We argue distrust-reduction in adversarial diplomatic relationships requires theorising as an independent process to that of trust-building. 

Drawing upon conceptualisations of distrust as distinct, but related to trust, we argue that the trust-building assumption fails to recognise the importance of distrust-reduction as a distinct area of academic and policy inquiry.
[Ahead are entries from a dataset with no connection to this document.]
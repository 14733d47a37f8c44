//! Fuses per-hazard assessments into one [`LocationAnalysis`].

use std::collections::BTreeSet;

use health_risk_geo_models::NamedLocation;
use health_risk_hazard_models::{DataStatus, HazardAssessment, LocationAnalysis};

use crate::advice::overall_advice;
use crate::classify::overall_from_levels;

/// Note attached when the location could not be resolved.
pub const UNRESOLVED_LOCATION_NOTE: &str =
    "Location not recognised; showing a region-wide analysis instead.";

/// Fuses `assessments` for `location`.
///
/// The output is independent of input order: assessments are sorted
/// dengue, air quality, epidemic before anything else is derived from
/// them.
#[must_use]
pub fn aggregate(
    location: Option<&NamedLocation>,
    assessments: &[HazardAssessment],
) -> LocationAnalysis {
    let mut assessments = assessments.to_vec();
    assessments.sort_by(|a, b| {
        a.hazard_kind
            .cmp(&b.hazard_kind)
            .then(a.level.cmp(&b.level))
            .then(a.primary_metric.total_cmp(&b.primary_metric))
    });

    let overall_risk = overall_from_levels(assessments.iter().map(|a| a.level));
    let overall_confidence = assessments
        .iter()
        .map(|a| a.confidence)
        .min()
        .unwrap_or(0);

    let mut seen = BTreeSet::new();
    let mut travel_advice: Vec<String> = assessments
        .iter()
        .flat_map(|a| &a.recommendations)
        .filter(|r| seen.insert(*r))
        .cloned()
        .collect();
    let closing = overall_advice(overall_risk);
    if !travel_advice.iter().any(|r| r == closing) {
        travel_advice.push(closing.to_string());
    }

    let mut notes = Vec::new();
    if location.is_none() {
        notes.push(UNRESOLVED_LOCATION_NOTE.to_string());
    }
    for a in &assessments {
        if a.data_status == DataStatus::Unavailable {
            notes.push(format!(
                "{} data unavailable; a low-risk default was used.",
                a.hazard_kind.label()
            ));
        }
    }

    log::info!(
        "Aggregated {} assessment(s) for {}: overall={overall_risk} confidence={overall_confidence}",
        assessments.len(),
        location.map_or("region-wide", |l| l.name.as_str())
    );

    LocationAnalysis {
        location: location.cloned(),
        assessments,
        overall_risk,
        overall_confidence,
        travel_advice,
        notes,
    }
}

#[cfg(test)]
mod tests {
    use super::*;
    use health_risk_geo_models::{Coordinate, Region};
    use health_risk_hazard_models::{HazardKind, OverallRisk, RiskLevel};
    use proptest::prelude::*;

    fn assessment(kind: HazardKind, level: RiskLevel, confidence: u8) -> HazardAssessment {
        HazardAssessment {
            hazard_kind: kind,
            level,
            primary_metric: f64::from(level.severity()) * 10.0,
            confidence,
            data_status: DataStatus::Hyperlocal,
            air_quality_band: None,
            rationale: vec![format!("{kind} rationale")],
            recommendations: vec![format!("{kind} advice"), "Stay hydrated.".to_string()],
        }
    }

    fn woodlands() -> NamedLocation {
        NamedLocation {
            name: "Woodlands".to_string(),
            coordinate: Coordinate {
                lat: 1.4382,
                lng: 103.7890,
            },
            region: Region::North,
        }
    }

    #[test]
    fn high_high_medium_is_medium() {
        let analysis = aggregate(
            Some(&woodlands()),
            &[
                assessment(HazardKind::Dengue, RiskLevel::High, 90),
                assessment(HazardKind::AirQuality, RiskLevel::High, 70),
                assessment(HazardKind::Epidemic, RiskLevel::Medium, 90),
            ],
        );
        assert_eq!(analysis.overall_risk, OverallRisk::Medium);
        assert_eq!(analysis.overall_confidence, 70);
        assert!(analysis.notes.is_empty());
    }

    #[test]
    fn advice_is_ordered_deduplicated_and_closed_by_overall_tier() {
        let analysis = aggregate(
            Some(&woodlands()),
            &[
                assessment(HazardKind::Epidemic, RiskLevel::VeryHigh, 90),
                assessment(HazardKind::Dengue, RiskLevel::VeryHigh, 90),
                assessment(HazardKind::AirQuality, RiskLevel::High, 90),
            ],
        );
        assert_eq!(
            analysis.travel_advice,
            vec![
                "DENGUE advice".to_string(),
                "Stay hydrated.".to_string(),
                "AIR_QUALITY advice".to_string(),
                "EPIDEMIC advice".to_string(),
                "Consider postponing non-essential travel to this area.".to_string(),
            ]
        );
    }

    #[test]
    fn unresolved_location_and_missing_data_are_noted() {
        let mut missing = assessment(HazardKind::AirQuality, RiskLevel::Low, 25);
        missing.data_status = DataStatus::Unavailable;
        let analysis = aggregate(None, &[missing]);

        assert!(analysis.location.is_none());
        assert_eq!(analysis.notes[0], UNRESOLVED_LOCATION_NOTE);
        assert!(analysis.notes[1].starts_with("Air quality data unavailable"));
    }

    #[test]
    fn empty_input_is_low_with_zero_confidence() {
        let analysis = aggregate(None, &[]);
        assert_eq!(analysis.overall_risk, OverallRisk::Low);
        assert_eq!(analysis.overall_confidence, 0);
    }

    #[test]
    fn aggregate_is_idempotent() {
        let input = [
            assessment(HazardKind::Dengue, RiskLevel::Medium, 90),
            assessment(HazardKind::Epidemic, RiskLevel::Low, 70),
        ];
        let first = serde_json::to_vec(&aggregate(Some(&woodlands()), &input)).unwrap();
        let second = serde_json::to_vec(&aggregate(Some(&woodlands()), &input)).unwrap();
        assert_eq!(first, second);
    }

    fn level_strategy() -> impl Strategy<Value = RiskLevel> {
        prop_oneof![
            Just(RiskLevel::Low),
            Just(RiskLevel::Medium),
            Just(RiskLevel::High),
            Just(RiskLevel::VeryHigh),
        ]
    }

    proptest! {
        #[test]
        fn permuting_input_does_not_change_output(
            dengue in level_strategy(),
            air in level_strategy(),
            epidemic in level_strategy(),
            rotation in 0usize..3,
        ) {
            let mut input = vec![
                assessment(HazardKind::Dengue, dengue, 90),
                assessment(HazardKind::AirQuality, air, 70),
                assessment(HazardKind::Epidemic, epidemic, 90),
            ];
            let baseline = aggregate(Some(&woodlands()), &input);

            input.rotate_left(rotation);
            input.swap(0, 2);
            let permuted = aggregate(Some(&woodlands()), &input);

            prop_assert_eq!(baseline, permuted);
        }
    }
}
Noting distrust and trust are not polar opposites on a continuum, and consequently the absence of trust does not equate to distrust, we develop a Distrust-Ambivalence-Trust model of how actors can transition from relationships of complete distrust to ambivalence by engaging in an empathic dialogue. This, we contend, rejects the conflation of mistrust and distrust that characterises much of the extant theorising in IR allowing the connection between empathy development and distrust reduction in international politics. We aim in a subsequent development of this paper to us a process-tracing methodology to test this model in relation to the case study of the de-escalation of the China-India border crisis in the late 1980s, when the two countries dissolved a distrusting relationship that fed escalatory dynamics.

Authors:

Chiara Cervasio, Institute for Conflict, Cooperation and Security, University of Birmingham; Mark N.K. Saunders, University of Birmingham Business School; Nicholas J. Wheeler, Department of Political Science and International Studies, Institute for Conflict, Cooperation and Security, University of Birmingham

 

This is a free online event organized by the Institute for Conflict Cooperation and Security. All are welcomed.